Ms. Harris, you do realize that your words are now immortalized on the Internet, don't you? I think you may have just joined the rarefied company of the Slashdot commenter that dismissed the iPod in 2001. Don't worry, you also get to hang out with Forbes and Wired. I hear they throw awesome parties.
Speaking of being immortalized on the Internet, let's see what you had to say about Bitcoin back in August:
"In the case of Bitcoin, its value appears to be based upon scarcity in much the same way that commodities like oil and coal might be."
I'm not sure where to start with that one. Personally, I think oil and coal get their value from being sources of stored energy that we can convert to useful work and heat, but that's just me. Please, go on...
"Scarcity in the case of Bitcoin exists because the process of mining becomes exponentially more onerous as doing so becomes more popular. At the same time, it is said that there’s an intention for there to be a cap on the number of Bitcoins in circulation."

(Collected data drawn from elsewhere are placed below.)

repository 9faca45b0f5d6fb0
pub mod config;
pub mod database;
pub mod entities;
pub mod error;
pub mod external;
pub mod handlers;
pub mod middlewares;
pub mod models;
pub mod services;
pub mod swagger;
pub mod utils;

pub use config::Config;
pub use error::{AppError, AppResult};
use serde::{Deserialize, Serialize};
use utoipa::ToSchema;

use crate::external::GoodsItem;

const DEFAULT_GOODS_PAGE_SIZE: u32 = 100;
const MAX_GOODS_PAGE_SIZE: u32 = 500;

/// GET /admin/giftshow/goods
#[derive(Debug, Clone, Default, Deserialize)]
pub struct GoodsQuery {
    /// 1부터 시작
    pub start: Option<u32>,
    pub size: Option<u32>,
    /// 상품명 / 브랜드명 필터 (현재 페이지 안에서만 적용)
    pub keyword: Option<String>,
}

impl GoodsQuery {
    pub fn start(&self) -> u32 {
        self.start.unwrap_or(1).max(1)
    }

    pub fn size(&self) -> u32 {
        self.size
            .unwrap_or(DEFAULT_GOODS_PAGE_SIZE)
            .clamp(1, MAX_GOODS_PAGE_SIZE)
    }

    pub fn keyword(&self) -> Option<&str> {
        self.keyword.as_deref().map(str::trim).filter(|k| !k.is_empty())
    }
}

#[derive(Debug, Clone, Serialize, ToSchema)]
#[serde(rename_all = "camelCase")]
pub struct GiftShowGoodsListResponse {
    pub success: bool,
    pub total: i64,
    pub goods: Vec<GoodsItem>,
}

#[derive(Debug, Clone, Serialize, ToSchema)]
pub struct GiftShowGoodsResponse {
    pub success: bool,
    pub goods: GoodsItem,
}

#[derive(Debug, Clone, Serialize, ToSchema)]
pub struct GiftShowBalanceResponse {
    pub success: bool,
    /// 비즈머니 잔액 (원)
    pub balance: i64,
}

#[cfg(test)]
mod tests {
    use super::*;

    #[test]
    fn test_goods_query_bounds() {
        let query = GoodsQuery {
            start: Some(0),
            size: Some(10_000),
            keyword: Some("  ".into()),
        };
        assert_eq!(query.start(), 1);
        assert_eq!(query.size(), 500);
        assert_eq!(query.keyword(), None);
        assert_eq!(GoodsQuery::default().size(), 100);
    }
}
use chrono::{DateTime, Utc};
use serde::{Deserialize, Serialize};
use utoipa::ToSchema;

use crate::entities::participation_code_entity;
use crate::utils::PaginationInfo;

#[derive(Debug, Clone, Serialize, Deserialize, ToSchema)]
#[serde(rename_all = "camelCase")]
pub struct ParticipationCodeResponse {
    pub id: i64,
    pub code: String,
    pub is_used: bool,
    pub created_at: DateTime<Utc>,
    pub used_at: Option<DateTime<Utc>>,
}

impl From<participation_code_entity::Model> for ParticipationCodeResponse {
    fn from(m: participation_code_entity::Model) -> Self {
        ParticipationCodeResponse {
            id: m.id,
            code: m.code,
            is_used: m.is_used,
            created_at: m.created_at,
            used_at: m.used_at,
        }
    }
}

/// GET /admin/codes 쿼리
#[derive(Debug, Clone, Default, Deserialize, Serialize, ToSchema)]
pub struct CodeListQuery {
    pub page: Option<u32>,
    pub per_page: Option<u32>,
    /// used / unused
    pub status: Option<String>,
}

#[derive(Debug, Clone, Serialize, ToSchema)]
#[serde(rename_all = "camelCase")]
pub struct CodeUsageStats {
    pub total: u64,
    pub used: u64,
    pub unused: u64,
}

#[derive(Debug, Serialize, ToSchema)]
#[serde(rename_all = "camelCase")]
pub struct CodeListResponse {
    pub success: bool,
    pub codes: Vec<ParticipationCodeResponse>,
    pub pagination: PaginationInfo,
    pub stats: CodeUsageStats,
}

#[derive(Debug, Clone, Deserialize, Serialize, ToSchema)]
pub struct IssueCodesRequest {
    /// 1..=100, 기본 1
    pub count: Option<i64>,
}

#[derive(Debug, Serialize, ToSchema)]
#[serde(rename_all = "camelCase")]
pub struct IssueCodesResponse {
    pub success: bool,
    pub codes: Vec<ParticipationCodeResponse>,
    pub message: String,
}

#[derive(Debug, Clone, Deserialize, Serialize, ToSchema)]
pub struct BulkImportRequest {
    #[serde(default)]
    pub codes: Vec<String>,
}

/// Outcome of a bulk import, for reconciling a source file against the store
#[derive(Debug, Clone, Default)]
pub struct BulkImportOutcome {
    pub created: Vec<participation_code_entity::Model>,
    /// Already present before or during the import
    pub duplicates: Vec<String>,
    /// Insert failed for another reason; see server log
    pub failed: Vec<String>,
}

#[derive(Debug, Serialize, ToSchema)]
#[serde(rename_all = "camelCase")]
pub struct BulkImportResponse {
    pub success: bool,
    pub codes: Vec<ParticipationCodeResponse>,
    pub created: usize,
    pub duplicates: Vec<String>,
    pub failed: Vec<String>,
    pub message: String,
}

impl From<BulkImportOutcome> for BulkImportResponse {
    fn from(o: BulkImportOutcome) -> Self {
        let created = o.created.len();
        let mut message = format!("{created}개의 코드가 성공적으로 업로드되었습니다.");
        if !o.duplicates.is_empty() {
            message.push_str(&format!(" ({}개 중복 코드 제외)", o.duplicates.len()));
        }
        if !o.failed.is_empty() {
            message.push_str(&format!(" ({}개 저장 실패)", o.failed.len()));
        }
        BulkImportResponse {
            success: true,
            codes: o.created.into_iter().map(Into::into).collect(),
            created,
            duplicates: o.duplicates,
            failed: o.failed,
            message,
        }
    }
}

Yes, you could say there is an intention to cap the number of Bitcoins in circulation. In fact, it is hard-coded, and the number is 21 million, in case you're wondering.

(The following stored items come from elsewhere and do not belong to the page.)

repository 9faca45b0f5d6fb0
use crate::error::{AppError, AppResult};
use serde::{Deserialize, Serialize};
use std::env;

#[derive(Debug, Clone, Serialize, Deserialize)]
pub struct Config {
    pub server: ServerConfig,
    pub database: DatabaseConfig,
    pub admin: AdminConfig,
    #[serde(default)]
    pub event: EventConfig,
    #[serde(default)]
    pub banner: BannerConfig,
    pub giftshow: GiftShowConfig,
}

#[derive(Debug, Clone, Serialize, Deserialize)]
pub struct ServerConfig {
    pub host: String,
    pub port: u16,
}

#[derive(Debug, Clone, Serialize, Deserialize)]
pub struct DatabaseConfig {
    pub url: String,
    pub max_connections: u32,
}

#[derive(Debug, Clone, Serialize, Deserialize)]
pub struct AdminConfig {
    /// Bearer credential for /api/admin/*; empty rejects every admin request
    pub secret_key: String,
}

#[derive(Debug, Clone, Serialize, Deserialize)]
pub struct EventConfig {
    #[serde(default = "default_code_prefix")]
    pub code_prefix: String,
    #[serde(default = "default_max_issue_count")]
    pub max_issue_count: usize,
    #[serde(default = "default_max_import_count")]
    pub max_import_count: usize,
}

impl Default for EventConfig {
    fn default() -> Self {
        Self {
            code_prefix: default_code_prefix(),
            max_issue_count: default_max_issue_count(),
            max_import_count: default_max_import_count(),
        }
    }
}

fn default_code_prefix() -> String {
    "EVENT-".to_string()
}

fn default_max_issue_count() -> usize {
    100
}

fn default_max_import_count() -> usize {
    1000
}

/// 메인 배너 (GET /api/banner)
#[derive(Debug, Clone, Serialize, Deserialize)]
pub struct BannerConfig {
    #[serde(default = "default_banner_title")]
    pub title: String,
    #[serde(default = "default_banner_description")]
    pub description: String,
    #[serde(default = "default_banner_image_url")]
    pub image_url: String,
    #[serde(default = "default_banner_active")]
    pub active: bool,
}

impl Default for BannerConfig {
    fn default() -> Self {
        Self {
            title: default_banner_title(),
            description: default_banner_description(),
            image_url: default_banner_image_url(),
            active: default_banner_active(),
        }
    }
}

fn default_banner_title() -> String {
    "Interactive Randombox Event".to_string()
}

fn default_banner_description() -> String {
    "참여하고 상품을 받아보세요!".to_string()
}

fn default_banner_image_url() -> String {
    "/images/banner.jpg".to_string()
}

fn default_banner_active() -> bool {
    true
}

#[derive(Debug, Clone, Serialize, Deserialize)]
pub struct GiftShowConfig {
    pub base_url: String,
    pub auth_key: String,
    pub auth_token: String,
    /// 기프트쇼 비즈 회원 ID
    pub user_id: String,
    /// 발신번호
    pub callback_no: String,
    #[serde(default = "default_mms_title")]
    pub mms_title: String,
    #[serde(default = "default_mms_message")]
    pub mms_message: String,
    #[serde(default)]
    pub dev_mode: bool,
    #[serde(default = "default_timeout_secs")]
    pub timeout_secs: u64,
    #[serde(default)]
    pub use_mock: bool,
}

fn default_mms_title() -> String {
    "경품 발송".to_string()
}

fn default_mms_message() -> String {
    "랜덤박스 이벤트 경품이 발송되었습니다.".to_string()
}

fn default_timeout_secs() -> u64 {
    30
}

impl Config {
    /// Parses a config file body; `path` only labels the error
    pub fn parse(raw: &str, path: &str) -> AppResult<Self> {
        toml::from_str(raw)
            .map_err(|e| AppError::ConfigError(format!("failed to parse {path}: {e}")))
    }

    pub fn from_toml() -> AppResult<Self> {
        let config_path = env::var("CONFIG_PATH").unwrap_or_else(|_| "config.toml".to_string());
        use std::io::ErrorKind;

        let config_result = std::fs::read_to_string(&config_path);

        let mut config: Config = match config_result {
            // File first, then environment overrides below
            Ok(config_str) => Self::parse(&config_str, &config_path)?,
            Err(e) if e.kind() == ErrorKind::NotFound => {
                fn get_env(name: &str) -> Option<String> {
                    env::var(name).ok()
                }
                fn get_env_parse<T: std::str::FromStr>(name: &str, default: T) -> T {
                    env::var(name)
                        .ok()
                        .and_then(|v| v.parse::<T>().ok())
                        .unwrap_or(default)
                }

                let database_url = get_env("DATABASE_URL").ok_or_else(|| {
                    AppError::ConfigError(
                        "DATABASE_URL is not set and no config.toml was found".to_string(),
                    )
                })?;

                Config {
                    server: ServerConfig {
                        host: get_env("SERVER_HOST").unwrap_or_else(|| "0.0.0.0".to_string()),
                        port: get_env_parse("SERVER_PORT", 8080u16),
                    },
                    database: DatabaseConfig {
                        url: database_url,
                        max_connections: get_env_parse("DB_MAX_CONNECTIONS", 10u32),
                    },
                    admin: AdminConfig {
                        secret_key: get_env("ADMIN_SECRET_KEY").unwrap_or_default(),
                    },
                    event: EventConfig {
                        code_prefix: get_env("EVENT_CODE_PREFIX")
                            .unwrap_or_else(default_code_prefix),
                        max_issue_count: get_env_parse(
                            "EVENT_MAX_ISSUE_COUNT",
                            default_max_issue_count(),
                        ),
                        max_import_count: get_env_parse(
                            "EVENT_MAX_IMPORT_COUNT",
                            default_max_import_count(),
                        ),
                    },
                    banner: BannerConfig::default(),
                    giftshow: GiftShowConfig {
                        base_url: get_env("GIFTSHOW_BASE_URL")
                            .unwrap_or_else(|| "https://bizapi.giftishow.com/bizApi".to_string()),
                        auth_key: get_env("GIFTSHOW_AUTH_KEY").unwrap_or_default(),
                        auth_token: get_env("GIFTSHOW_AUTH_TOKEN").unwrap_or_default(),
                        user_id: get_env("GIFTSHOW_USER_ID").unwrap_or_default(),
                        callback_no: get_env("GIFTSHOW_CALLBACK_NO").unwrap_or_default(),
                        mms_title: get_env("GIFTSHOW_MMS_TITLE")
                            .unwrap_or_else(default_mms_title),
                        mms_message: get_env("GIFTSHOW_MMS_MESSAGE")
                            .unwrap_or_else(default_mms_message),
                        dev_mode: get_env_parse("GIFTSHOW_DEV_MODE", false),
                        timeout_secs: get_env_parse("GIFTSHOW_TIMEOUT_SECS", default_timeout_secs()),
                        use_mock: get_env_parse("GIFTSHOW_USE_MOCK_API", false),
                    },
                }
            }
            Err(e) => {
                return Err(AppError::ConfigError(format!(
                    "failed to read config file {config_path}: {e}"
                )));
            }
        };

        // Environment variables win even when the file exists
        if let Ok(v) = env::var("SERVER_HOST") {
            config.server.host = v;
        }
        if let Ok(v) = env::var("SERVER_PORT")
            && let Ok(p) = v.parse()
        {
            config.server.port = p;
        }
        if let Ok(v) = env::var("DATABASE_URL") {
            config.database.url = v;
        }
        if let Ok(v) = env::var("DB_MAX_CONNECTIONS")
            && let Ok(mc) = v.parse()
        {
            config.database.max_connections = mc;
        }
        if let Ok(v) = env::var("ADMIN_SECRET_KEY") {
            config.admin.secret_key = v;
        }
        if let Ok(v) = env::var("EVENT_CODE_PREFIX") {
            config.event.code_prefix = v;
        }
        if let Ok(v) = env::var("EVENT_MAX_ISSUE_COUNT")
            && let Ok(n) = v.parse()
        {
            config.event.max_issue_count = n;
        }
        if let Ok(v) = env::var("EVENT_MAX_IMPORT_COUNT")
            && let Ok(n) = v.parse()
        {
            config.event.max_import_count = n;
        }
        if let Ok(v) = env::var("BANNER_TITLE") {
            config.banner.title = v;
        }
        if let Ok(v) = env::var("BANNER_DESCRIPTION") {
            config.banner.description = v;
        }
        if let Ok(v) = env::var("BANNER_IMAGE_URL") {
            config.banner.image_url = v;
        }
        if let Ok(v) = env::var("BANNER_ACTIVE")
            && let Ok(b) = v.parse()
        {
            config.banner.active = b;
        }
        if let Ok(v) = env::var("GIFTSHOW_BASE_URL") {
            config.giftshow.base_url = v;
        }
        if let Ok(v) = env::var("GIFTSHOW_AUTH_KEY") {
            config.giftshow.auth_key = v;
        }
        if let Ok(v) = env::var("GIFTSHOW_AUTH_TOKEN") {
            config.giftshow.auth_token = v;
        }
        if let Ok(v) = env::var("GIFTSHOW_USER_ID") {
            config.giftshow.user_id = v;
        }
        if let Ok(v) = env::var("GIFTSHOW_CALLBACK_NO") {
            config.giftshow.callback_no = v;
        }
        if let Ok(v) = env::var("GIFTSHOW_MMS_TITLE") {
            config.giftshow.mms_title = v;
        }
        if let Ok(v) = env::var("GIFTSHOW_MMS_MESSAGE") {
            config.giftshow.mms_message = v;
        }
        if let Ok(v) = env::var("GIFTSHOW_DEV_MODE")
            && let Ok(b) = v.parse()
        {
            config.giftshow.dev_mode = b;
        }
        if let Ok(v) = env::var("GIFTSHOW_TIMEOUT_SECS")
            && let Ok(n) = v.parse()
        {
            config.giftshow.timeout_secs = n;
        }
        if let Ok(v) = env::var("GIFTSHOW_USE_MOCK_API")
            && let Ok(b) = v.parse()
        {
            config.giftshow.use_mock = b;
        }

        if config.admin.secret_key.is_empty() {
            log::warn!("ADMIN_SECRET_KEY is empty; admin endpoints will reject every request");
        }

        Ok(config)
    }
}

"In some ways, the notion of scarcity makes sense given that the more Bitcoins that are in circulation, the lower its value will be assuming that the law of supply and demand applies. If there is a low ceiling on how many Bitcoins can be created and they have value based on scarcity and demand, its existence as a form of currency — except in very limited circumstances — may ultimately be extinguished."
I think that paragraph just jumped the shark, or maybe a dog ate some of it, because it cannot be deciphered.
"Do you remember the days when you could go to the corner store and pay 25 cents for a pack of sports cards that came with a cheap piece of gum? I’m sure if my brother dug around, he could probably mine some really valuable hockey and baseball cards. O-Pee-Chee, for instance, issued Wayne Gretzky cards in 1979 that are now worth about $50,000. So at the risk of antagonizing a number of people, are Bitcoins really that different from the situation of trading cards where only a limited number are issued, they’re accessible only to a narrowly defined market, and they’re very much subject to trends?"
Okay, I'm better now. I'm going to focus on the part of your statement that I've highlighted in bold.
Let's stop for a second and discuss how Bitcoins are different from trading cards.
Actually, nevermind, I will leave that to the reader as an exercise.
Ms. Harris, my Christmas wish list consists of two things: 1) a lump of scarce coal; and 2) that you stop writing IT articles for Canadian Lawyer Magazine. Thanks.